What strikes me the most from these conversations is the underlying
assumptions that have led to their disbelief.
The first assumption that I have seen is the belief that only people
who sin are affected by anti-Mormonism, so they aren’t at risk.
While it is true that there are those who are not keeping the
commandments and are looking for an excuse to leave, I have seen
good, believing members infected with the seeds of doubt. Just as
seeds of faith can be planted–as described in Alma 32–so can one
plant and nourish seeds of doubt. Perhaps the thought “Let he who is
without sin cast the first stone” is applicable here. All of us are
sinners, so we need to work hard to repent and keep the Spirit with
us so that we can continue to discern truth from error.
Another assumption is that we as members of the Church know all that
there is to know about Church history. So if we hear something we
haven’t heard before, we assume it is false. Then if we discover
that there is a legitimate foundation for the claim, we sometimes
doubt what we have been taught in the Church.
The reality is that Church Sunday School class is not a history
class. It is a class that sometimes uses history to teach the
gospel.
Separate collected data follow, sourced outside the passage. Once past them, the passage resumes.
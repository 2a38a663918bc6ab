//! Preserve-region extraction and merge.
//!
//! A preserve region is a contiguous span delimited by a begin and an end
//! marker carrying the same key. Previously written files are scanned
//! line by line for both marker variants; freshly rendered files are
//! never re-scanned because the renderer hands over their regions as
//! typed segments. An end marker only closes a region when its key and
//! indentation match the begin marker; a malformed or unterminated pair
//! simply contributes no region.

use crate::template::{RenderedFile, Segment};
use indexmap::IndexMap;
use regex::Regex;
use serde::Serialize;
use std::sync::OnceLock;

/// Outcome of one preserve region in one output file.
#[derive(Debug, Clone, Copy, PartialEq, Eq, Hash, Serialize)]
#[serde(rename_all = "lowercase")]
pub enum RegionStatus {
    /// Fresh default body was emitted (no previous content for this key)
    Generated,
    /// Previous body was carried forward into the fresh output
    Preserved,
    /// Previous content existed but the no-preserve override discarded it
    Ignored,
    /// File was not rewritten; the region reports its on-disk content
    Unchanged,
}

#[derive(Debug, Clone, Copy, PartialEq, Eq, Serialize)]
#[serde(rename_all = "camelCase")]
pub struct RegionOutcome {
    pub status: RegionStatus,
    pub line_count: usize,
}

enum MarkerKind {
    Begin,
    End,
}

struct MarkerPatterns {
    angle_begin: Regex,
    angle_end: Regex,
    bare_begin: Regex,
    bare_end: Regex,
}

fn marker_patterns() -> &'static MarkerPatterns {
    static PATTERNS: OnceLock<MarkerPatterns> = OnceLock::new();
    PATTERNS.get_or_init(|| MarkerPatterns {
        angle_begin: Regex::new(r"^([ \t]*)// <AttrForge::Preserve Begin: (.+?)>\s*$").unwrap(),
        angle_end: Regex::new(r"^([ \t]*)// <AttrForge::Preserve End: (.+?)>\s*$").unwrap(),
        bare_begin: Regex::new(r"^([ \t]*)// ATTRFORGE-PRESERVE BEGIN (\S+)\s*$").unwrap(),
        bare_end: Regex::new(r"^([ \t]*)// ATTRFORGE-PRESERVE END (\S+)\s*$").unwrap(),
    })
}

/// Classifies one line as a begin marker, an end marker, or plain text.
fn match_marker(line: &str) -> Option<(MarkerKind, String, String)> {
    let patterns = marker_patterns();
    for (pattern, kind) in [
        (&patterns.angle_begin, MarkerKind::Begin),
        (&patterns.bare_begin, MarkerKind::Begin),
        (&patterns.angle_end, MarkerKind::End),
        (&patterns.bare_end, MarkerKind::End),
    ] {
        if let Some(captures) = pattern.captures(line) {
            return Some((
                kind,
                captures[1].to_string(),
                captures[2].trim().to_string(),
            ));
        }
    }
    None
}

/// Scans text for complete preserve regions and returns a key -> body
/// table in first-occurrence order. Bodies keep their original
/// indentation and always end with a newline (unless empty).
pub fn collect_regions(text: &str) -> IndexMap<String, String> {
    let mut regions = IndexMap::new();
    let lines: Vec<&str> = text.split_inclusive('\n').collect();
    let mut index = 0;
    while index < lines.len() {
        let line = lines[index].trim_end_matches(['\n', '\r']);
        if let Some((MarkerKind::Begin, indent, key)) = match_marker(line) {
            let mut cursor = index + 1;
            let mut end_index = None;
            while cursor < lines.len() {
                let candidate = lines[cursor].trim_end_matches(['\n', '\r']);
                if let Some((MarkerKind::End, end_indent, end_key)) = match_marker(candidate) {
                    if end_key == key && end_indent == indent {
                        end_index = Some(cursor);
                        break;
                    }
                }
                cursor += 1;
            }
            if let Some(end_index) = end_index {
                let mut body: String = lines[index + 1..end_index].concat();
                if !body.is_empty() && !body.ends_with('\n') {
                    body.push('\n');
                }
                regions.insert(key, body);
                index = end_index + 1;
                continue;
            }
        }
        index += 1;
    }
    regions
}

/// Merges a freshly rendered file against the previous on-disk text.
///
/// For every region segment: a body found in `previous` under the same
/// key is substituted in place of the default body (`preserved`); keys
/// without previous content keep their default (`generated`). With
/// `no_preserve` set and a previous file present, previous bodies are
/// deliberately not looked up and every region reports `ignored`. Keys
/// present only in the previous text are dropped without report.
pub fn merge(
    previous: Option<&str>,
    fresh: &RenderedFile,
    no_preserve: bool,
) -> (String, IndexMap<String, RegionOutcome>) {
    let ignoring = no_preserve && previous.is_some();
    let previous_regions = match previous {
        Some(text) if !no_preserve => collect_regions(text),
        _ => IndexMap::new(),
    };

    let mut text = String::new();
    let mut outcomes = IndexMap::new();
    for segment in &fresh.segments {
        match segment {
            Segment::Literal(literal) => text.push_str(literal),
            Segment::Region {
                key,
                indent,
                style,
                default_body,
            } => {
                let (body, status) = if ignoring {
                    (default_body.as_str(), RegionStatus::Ignored)
                } else {
                    match previous_regions.get(key) {
                        Some(previous_body) => (previous_body.as_str(), RegionStatus::Preserved),
                        None => (default_body.as_str(), RegionStatus::Generated),
                    }
                };
                text.push_str(indent);
                text.push_str(&style.begin_marker(key));
                text.push('\n');
                text.push_str(body);
                text.push_str(indent);
                text.push_str(&style.end_marker(key));
                text.push('\n');
                outcomes.insert(
                    key.clone(),
                    RegionOutcome {
                        status,
                        line_count: body.lines().count(),
                    },
                );
            }
        }
    }
    (text, outcomes)
}

/// Reports the regions of an already-persisted file without rewriting it.
/// Used when change detection decides to skip an asset.
pub fn scan_existing(text: &str) -> IndexMap<String, RegionOutcome> {
    collect_regions(text)
        .into_iter()
        .map(|(key, body)| {
            (
                key,
                RegionOutcome {
                    status: RegionStatus::Unchanged,
                    line_count: body.lines().count(),
                },
            )
        })
        .collect()
}

#[cfg(test)]
mod tests {
    use super::*;
    use crate::template::{FileKind, RegionStyle};

    fn fresh_file() -> RenderedFile {
        RenderedFile::new(
            FileKind::Source,
            vec![
                Segment::literal("top\n"),
                Segment::region("Key", "    ", RegionStyle::Bare, "    // default\n"),
                Segment::literal("bottom\n"),
            ],
        )
    }

    #[test]
    fn test_collect_regions_both_variants() {
        let text = "// <AttrForge::Preserve Begin: A>\ncustom a\n// <AttrForge::Preserve End: A>\n    // ATTRFORGE-PRESERVE BEGIN B\n    custom b\n    // ATTRFORGE-PRESERVE END B\n";
        let regions = collect_regions(text);
        assert_eq!(regions["A"], "custom a\n");
        assert_eq!(regions["B"], "    custom b\n");
    }

    #[test]
    fn test_unterminated_region_is_not_collected() {
        let text = "// ATTRFORGE-PRESERVE BEGIN Lonely\nnever closed\n";
        assert!(collect_regions(text).is_empty());
    }

    #[test]
    fn test_indentation_mismatch_is_not_collected() {
        let text = "    // ATTRFORGE-PRESERVE BEGIN Key\n    body\n// ATTRFORGE-PRESERVE END Key\n";
        assert!(collect_regions(text).is_empty());
    }

    #[test]
    fn test_merge_substitutes_previous_body() {
        let previous = "    // ATTRFORGE-PRESERVE BEGIN Key\n    custom content\n    // ATTRFORGE-PRESERVE END Key\n";
        let (text, outcomes) = merge(Some(previous), &fresh_file(), false);
        assert!(text.contains("    custom content\n"));
        assert!(!text.contains("// default"));
        assert_eq!(outcomes["Key"].status, RegionStatus::Preserved);
        assert_eq!(outcomes["Key"].line_count, 1);
    }

    #[test]
    fn test_merge_without_previous_generates_defaults() {
        let (text, outcomes) = merge(None, &fresh_file(), false);
        assert!(text.contains("    // default\n"));
        assert_eq!(outcomes["Key"].status, RegionStatus::Generated);
    }

    #[test]
    fn test_merge_no_preserve_reports_ignored() {
        let previous = "    // ATTRFORGE-PRESERVE BEGIN Key\n    custom content\n    // ATTRFORGE-PRESERVE END Key\n";
        let (text, outcomes) = merge(Some(previous), &fresh_file(), true);
        assert!(text.contains("    // default\n"));
        assert!(!text.contains("custom content"));
        assert_eq!(outcomes["Key"].status, RegionStatus::Ignored);
    }

    #[test]
    fn test_scan_existing_reports_unchanged() {
        let text = "\
// ATTRFORGE-PRESERVE BEGIN Key\n\
one\n\
two\n\
// ATTRFORGE-PRESERVE END Key\n";
        let outcomes = scan_existing(text);
        assert_eq!(outcomes["Key"].status, RegionStatus::Unchanged);
        assert_eq!(outcomes["Key"].line_count, 2);
    }
}
//! Command-line interface implementation for attrforge.
//! Provides argument parsing using clap.

use clap::Parser;
use std::path::PathBuf;

/// Command-line arguments structure for attrforge.
#[derive(Parser, Debug)]
#[command(
    author,
    version,
    about = "attrforge: incremental attribute set code generator",
    long_about = None
)]
pub struct Args {
    /// Input directory containing attribute set assets (repeatable)
    #[arg(short, long = "input", value_name = "DIR")]
    pub input: Vec<PathBuf>,

    /// Output directory for generated attribute set files
    #[arg(short, long, value_name = "DIR")]
    pub output: Option<PathBuf>,

    /// Optional configuration file overriding inputs and outputs
    #[arg(long, value_name = "FILE")]
    pub config: Option<PathBuf>,

    /// Manifest file path recording generation details
    #[arg(long, value_name = "FILE")]
    pub manifest: Option<PathBuf>,

    /// Log file path recording generator activity
    #[arg(long, value_name = "FILE")]
    pub log: Option<PathBuf>,

    /// Force regeneration even when hashes are unchanged
    #[arg(short, long)]
    pub force: bool,

    /// Compute and report every decision without writing anything
    #[arg(long)]
    pub dry_run: bool,

    /// Discard existing preserve-region content on rewritten files
    #[arg(long)]
    pub no_preserve: bool,

    /// Enable verbose logging output
    #[arg(short, long)]
    pub verbose: bool,
}

/// Parses command line arguments and returns the Args structure.
pub fn get_args() -> Args {
    Args::parse()
}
So there are things in Church history that are not discussed
in class since they don’t help teach the gospel. In that regard they
aren’t important to our salvation.
One example of this is the fact that there are multiple recitals of
the First Vision, with variations. There are people who have left
the Church because there is more than one account of Joseph Smith’s
First Vision. Even though there is a little variation between the
recitals–with some simply including more information than the
others–if a member has not heard that before, they may believe that
the Church ‘withheld’ that information from them. What this really
shows is that the member is not keeping up in reading their Church
magazines, as the subject has been discussed there. There are also a
multitude of books and articles that discuss First Vision issues
from a believing LDS point of view.
Another assumption is that our Church leadership, including Bishops,
Stake Presidents, and even the Prophet have all of the answers all
of the time. While our leadership is inspired of God, they often
simply don’t have the time to investigate every issue that comes up.
There seems to be a false assumption that God will speak through
these men to answer every personal question that we might have. We
make the same mistake that Oliver Cowdery made when he tried to
translate the plates. He wanted the answers to just come. But, the
Lord said, “Behold, you have not understood; you have supposed that
I would give it unto you, when you took no thought save it was to
ask me” (D&C 9:7).
We also have to remember that there are some things that God may not
ever reveal. Part of our experience here on the earth is designed so
that we live by faith. In order for us to do that, there must always
be some things that we don’t know. In speaking about prophecy and
revelation, Joseph Smith said, “I…visited with a brother and
sister…who thought that ‘a prophet is always a prophet;’ but I
told them that a prophet was a prophet only when he was acting as
such” (TPJS, 278).
Brigham Young said something that is related to the faith-based
mortal experience and its inherent limitations when it comes to
interaction with the divine world. He stated, “I do not…believe
that there is a single revelation, among the many God has given to
the Church, that is perfect in its fullness…. He has to speak to
us in a manner to meet the extent of our capacities” (JD, 2:314).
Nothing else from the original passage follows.